▶ _What you need to do_
After locating the line with "#[tokio::test]" in the data that follows, return it and every later line exactly, up to and including the line with "signal.trigger(); // idempotent".

┄┄┄┄┄┄

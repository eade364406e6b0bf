use std::sync::atomic::{AtomicBool, Ordering};
use std::sync::Arc;

use tokio::sync::broadcast;
use tracing::info;

/// Broadcast-based shutdown coordinator.
///
/// Components call `subscribe()` and `select!` on the returned receiver
/// alongside their main loop; `trigger()` fires every subscriber exactly once.
#[derive(Debug, Clone)]
pub struct ShutdownSignal {
    trigger: broadcast::Sender<()>,
    shutting_down: Arc<AtomicBool>,
}

impl ShutdownSignal {
    pub fn new() -> Self {
        let (trigger, _) = broadcast::channel(1);
        Self {
            trigger,
            shutting_down: Arc::new(AtomicBool::new(false)),
        }
    }

    pub fn subscribe(&self) -> broadcast::Receiver<()> {
        self.trigger.subscribe()
    }

    /// Check if shutdown has been triggered (non-blocking).
    pub fn is_shutting_down(&self) -> bool {
        self.shutting_down.load(Ordering::Relaxed)
    }

    /// Trigger shutdown for all subscribers. Idempotent.
    pub fn trigger(&self) {
        if self
            .shutting_down
            .compare_exchange(false, true, Ordering::SeqCst, Ordering::Relaxed)
            .is_ok()
        {
            info!("shutdown signal triggered");
            let _ = self.trigger.send(());
        }
    }
}

impl Default for ShutdownSignal {
    fn default() -> Self {
        Self::new()
    }
}

#[cfg(test)]
mod tests {
    use super::*;

    #[tokio::test]
    async fn trigger_reaches_subscribers() {
        let signal = ShutdownSignal::new();
        let mut rx = signal.subscribe();
        assert!(!signal.is_shutting_down());

        signal.trigger();
        signal.trigger(); // idempotent

        assert!(signal.is_shutting_down());
        rx.recv().await.expect("shutdown broadcast");
    }
}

┄┄┄┄┄┄

▶ _Solution_
    #[tokio::test]
    async fn trigger_reaches_subscribers() {
        let signal = ShutdownSignal::new();
        let mut rx = signal.subscribe();
        assert!(!signal.is_shutting_down());

        signal.trigger();
        signal.trigger(); // idempotent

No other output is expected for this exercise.